Around 8 million tonnes of plastic find its way into the ocean of the world every year. This amount of material is too large to be conceivable, but anyone that wants an indication of the scale of the problem should look up the ‘Great Pacific garbage patch’.
There are a multitude of people and organisations working on trying to reduce the amount of plastic that we use and throw away.
Now The Plastic Bank is bringing blockchain to the table.
The project was started by David Katz and Shaun Frankson and launched its first plastic recycling market in Haiti. The market functions by allowing people to exchange plastic for assets such as solar mobile phone charging and sustainable cooking fuels.
The project has since grown to encompass a global network of companies and transactions. But the people that collected the plastic needed to be paid, but carrying cash could make them targets.
In short, an easily scalable transaction system was needed, one that was capable of connecting and serving huge global companies and some of the world’s most vulnerable people.
The fact that everyone uses mobile phones pointed towards digital transactions, and blockchain technology is a secure way to avoid risk and create a permanent record to track.
The result was a collaboration between the project, IBM and Cognition Foundry using Hyperledger Fabric and the IBM LinuxONE system.
How does it work?
The system allows people with no other source of income to collect plastic, and turn this into a way of providing resources for their families.

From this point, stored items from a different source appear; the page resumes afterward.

//! Render worker state machine.
//!
//! A [`Worker`] is the engine side of a distributed render node. A leader
//! first runs a setup that hands it a scene, then requests rectangular tiles
//! which are streamed back one scanline at a time, and finally ends the
//! render to free the node for the next job. The transport carrying these
//! calls lives outside this crate; every operation here is synchronous and
//! reports through plain channels and return values. A worker is shared by
//! reference between the threads serving its calls.
//!
//! ```text
//! FREE --render_setup--> BUSY_RENDER_SETUP --ok--> ALLOCATED
//!                                          \-err--> FREE
//! ALLOCATED --render_tile--> BUSY_RENDERING --last tile done--> ALLOCATED
//! any --render_end--> FREE
//! ```

use std::sync::atomic::{AtomicBool, AtomicU64, Ordering};
use std::sync::mpsc::Sender;
use std::sync::{Arc, Mutex, MutexGuard, PoisonError};
use std::time::{Duration, Instant};

use rand::SeedableRng;
use strata_core::RenderConfig;
use strata_math::StrataRng;

use crate::canvas::to_pixel;
use crate::error::{RenderError, RenderResult, SceneResult};
use crate::integrator::{sampler_for, Sampler};
use crate::renderer::render_pixel;
use crate::scene::Scene;

/// What a worker is doing, as reported to discovery queries.
#[derive(Debug, Clone, Copy, PartialEq, Eq)]
pub enum WorkerStatus {
    Free,
    Allocated,
    BusyRenderSetup,
    BusyRendering,
}

/// Answer to a worker status query.
#[derive(Debug, Clone, PartialEq, Eq)]
pub struct WorkerStatusReport {
    pub node_name: String,
    pub cores: usize,
    pub total_memory: u64,
    pub status: WorkerStatus,
}

/// Final message of a render setup.
#[derive(Debug, Clone, PartialEq, Eq)]
pub enum SetupStatus {
    Ready,
    Failed(String),
}

/// A rectangle of pixels to render, half-open: `[x0, x1) x [y0, y1)`.
///
/// Row 0 is the top of the image.
#[derive(Debug, Clone, Copy, PartialEq, Eq)]
pub struct TileRequest {
    pub x0: u32,
    pub y0: u32,
    pub x1: u32,
    pub y1: u32,
}

impl TileRequest {
    pub fn new(x0: u32, y0: u32, x1: u32, y1: u32) -> Self {
        Self { x0, y0, x1, y1 }
    }

    pub fn width(&self) -> u32 {
        self.x1.saturating_sub(self.x0)
    }

    pub fn height(&self) -> u32 {
        self.y1.saturating_sub(self.y0)
    }

    fn validate(&self, width: u32, height: u32) -> RenderResult<()> {
        if self.x0 >= self.x1 || self.y0 >= self.y1 || self.x1 > width || self.y1 > height {
            return Err(RenderError::TileOutOfBounds {
                x0: self.x0,
                y0: self.y0,
                x1: self.x1,
                y1: self.y1,
                width,
                height,
            });
        }
        Ok(())
    }
}

/// One streamed scanline of a tile.
#[derive(Debug, Clone, PartialEq)]
pub struct TileChunk {
    pub width: u32,
    /// Always 1: tiles stream per scanline
    pub height: u32,
    pub pos_x: u32,
    pub pos_y: u32,
    /// Interleaved RGBA, `width * 4` values
    pub pixels: Vec<f32>,
}

/// How a tile stream ended.
#[derive(Debug, Clone, Copy, PartialEq, Eq)]
pub enum TileOutcome {
    Completed,
    /// The cancel flag was raised; rows already sent are valid, the rest of
    /// the tile was never delivered.
    Cancelled,
}

/// Statistics returned when a render ends.
///
/// `render_time` sums the time spent in each tile.
#[derive(Debug, Clone, Copy, PartialEq, Eq, Default)]
pub struct RenderStats {
    pub rays_traced: u64,
    pub render_time: Duration,
}

/// State held between setup and the end of a render.
///
/// Tiles in flight hold their own reference, so a render can end while
/// they finish.
struct Session {
    scene: Scene,
    config: RenderConfig,
    sampler: Box<dyn Sampler>,
    /// Summed over tiles, so concurrent tiles count separately
    render_nanos: AtomicU64,
}

impl Session {
    fn render_time(&self) -> Duration {
        Duration::from_nanos(self.render_nanos.load(Ordering::Relaxed))
    }
}

struct WorkerState {
    status: WorkerStatus,
    session: Option<Arc<Session>>,
    active_tiles: usize,
}

/// A render node driven by a remote leader.
///
/// Every operation takes `&self`: status queries answer while tiles
/// stream, and up to `cores` tiles render concurrently.
pub struct Worker {
    node_name: String,
    cores: usize,
    total_memory: u64,
    state: Mutex<WorkerState>,
}

impl Worker {
    pub fn new(node_name: impl Into<String>, cores: usize, total_memory: u64) -> Self {
        Self {
            node_name: node_name.into(),
            cores: cores.max(1),
            total_memory,
            state: Mutex::new(WorkerState {
                status: WorkerStatus::Free,
                session: None,
                active_tiles: 0,
            }),
        }
    }

    fn state(&self) -> MutexGuard<'_, WorkerState> {
        // The state is left consistent at every unlock, so a panicked
        // holder does not invalidate it
        self.state.lock().unwrap_or_else(PoisonError::into_inner)
    }

    pub fn status(&self) -> WorkerStatus {
        self.state().status
    }

    pub fn query_status(&self) -> WorkerStatusReport {
        log::debug!("Status query on worker {}", self.node_name);
        WorkerStatusReport {
            node_name: self.node_name.clone(),
            cores: self.cores,
            total_memory: self.total_memory,
            status: self.status(),
        }
    }

    /// Prepare the worker for a render.
    ///
    /// `load_scene` stands in for fetching and decoding the scene assets and
    /// runs without holding the state lock, so queries meanwhile report
    /// BUSY_RENDER_SETUP. Any previous session is discarded. On failure the
    /// worker goes back to FREE and the message is reported in
    /// [`SetupStatus::Failed`].
    pub fn render_setup<F>(&self, config: RenderConfig, load_scene: F) -> SetupStatus
    where
        F: FnOnce() -> SceneResult<Scene>,
    {
        {
            let mut state = self.state();
            state.session = None;
            state.active_tiles = 0;
            state.status = WorkerStatus::BusyRenderSetup;
        }
        log::info!(
            "Render setup on worker {}: {}x{}, {} samples",
            self.node_name,
            config.width,
            config.height,
            config.samples
        );

        let loaded = config
            .validate()
            .map_err(RenderError::from)
            .and_then(|()| load_scene().map_err(RenderError::from));

        let mut state = self.state();
        match loaded {
            Ok(scene) => {
                let sampler = sampler_for(&config);
                state.session = Some(Arc::new(Session {
                    scene,
                    config,
                    sampler,
                    render_nanos: AtomicU64::new(0),
                }));
                state.status = WorkerStatus::Allocated;
                log::info!("Worker {} is ready", self.node_name);
                SetupStatus::Ready
            }
            Err(err) => {
                state.status = WorkerStatus::Free;
                log::error!("Render setup failed on worker {}: {}", self.node_name, err);
                SetupStatus::Failed(err.to_string())
            }
        }
    }

    /// Render a tile, sending one [`TileChunk`] per scanline on `chunks`.
    ///
    /// `cancel` is polled before every scanline. The random stream depends
    /// only on the render seed and the tile origin, so re-requesting a tile
    /// reproduces it exactly, whichever tiles run alongside it.
    pub fn render_tile(
        &self,
        request: TileRequest,
        cancel: &AtomicBool,
        chunks: &Sender<TileChunk>,
    ) -> RenderResult<TileOutcome> {
        let session = self.begin_tile(&request)?;
        log::debug!(
            "Worker {} rendering tile [{},{}]-[{},{})",
            self.node_name,
            request.x0,
            request.y0,
            request.x1,
            request.y1
        );

        let start = Instant::now();
        let result = stream_tile(&session, request, cancel, chunks);
        session
            .render_nanos
            .fetch_add(start.elapsed().as_nanos() as u64, Ordering::Relaxed);
        self.finish_tile(&session);

        match &result {
            Ok(TileOutcome::Cancelled) => log::warn!(
                "Tile [{},{}] cancelled on worker {}",
                request.x0,
                request.y0,
                self.node_name
            ),
            Err(err) => log::error!(
                "Tile [{},{}] failed on worker {}: {}",
                request.x0,
                request.y0,
                self.node_name,
                err
            ),
            Ok(TileOutcome::Completed) => {}
        }
        result
    }

    fn begin_tile(&self, request: &TileRequest) -> RenderResult<Arc<Session>> {
        let mut state = self.state();
        let status = state.status;
        let session = match &state.session {
            Some(session)
                if matches!(status, WorkerStatus::Allocated | WorkerStatus::BusyRendering) =>
            {
                session.clone()
            }
            _ => return Err(RenderError::NotReady(status)),
        };
        request.validate(session.config.width, session.config.height)?;
        if state.active_tiles >= self.cores {
            return Err(RenderError::AllCoresBusy(self.cores));
        }

        state.active_tiles += 1;
        state.status = WorkerStatus::BusyRendering;
        Ok(session)
    }

    fn finish_tile(&self, session: &Arc<Session>) {
        let mut state = self.state();
        // A tile from an ended or replaced session no longer counts
        let current = state
            .session
            .as_ref()
            .is_some_and(|s| Arc::ptr_eq(s, session));
        if !current {
            return;
        }
        state.active_tiles = state.active_tiles.saturating_sub(1);
        if state.active_tiles == 0 {
            state.status = WorkerStatus::Allocated;
        }
    }

    /// Release the scene and return to FREE.
    pub fn render_end(&self) -> RenderStats {
        let session = {
            let mut state = self.state();
            state.status = WorkerStatus::Free;
            state.active_tiles = 0;
            state.session.take()
        };
        let stats = session
            .map(|session| RenderStats {
                rays_traced: session.sampler.rays_traced(),
                render_time: session.render_time(),
            })
            .unwrap_or_default();
        log::info!(
            "Render ended on worker {}: {} rays in {:?}",
            self.node_name,
            stats.rays_traced,
            stats.render_time
        );
        stats
    }
}

fn tile_seed(seed: u64, request: &TileRequest) -> u64 {
    seed ^ ((request.y0 as u64) << 32 | request.x0 as u64)
}

fn stream_tile(
    session: &Session,
    request: TileRequest,
    cancel: &AtomicBool,
    chunks: &Sender<TileChunk>,
) -> RenderResult<TileOutcome> {
    let mut rng = StrataRng::seed_from_u64(tile_seed(session.config.seed, &request));
    let sampler: &dyn Sampler = session.sampler.as_ref();

    for y in request.y0..request.y1 {
        if cancel.load(Ordering::Relaxed) {
            return Ok(TileOutcome::Cancelled);
        }

        let mut pixels = Vec::with_capacity(request.width() as usize * 4);
        for x in request.x0..request.x1 {
            let color = render_pixel(&session.scene, sampler, &session.config, x, y, &mut rng);
            pixels.extend_from_slice(&to_pixel(color).to_array());
        }

        let chunk = TileChunk {
            width: request.width(),
            height: 1,
            pos_x: request.x0,
            pos_y: y,
            pixels,
        };
        chunks.send(chunk).map_err(|_| RenderError::StreamClosed)?;
    }

    Ok(TileOutcome::Completed)
}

In a blog post, Shaun Frankson said:
“I feel like it’s bringing hope, pride and dignity to the art of recycling and cleaning the world at the same time. And that’s what blockchain is doing for us.”
The system works through the a specially created digital currency and exchange platform. The plastic that is collected is the labelled Social Plastic and sold on to participating companies.
The company states that:
“In addition to the benefits of recycling, the platform provides the ability for local entrepreneurs to operate a convenience store for the poor, in which plastic waste is the currency. It is a means for anyone to go out and collect enough plastic to provide for their families and send their children to school. All through the act of recycling.”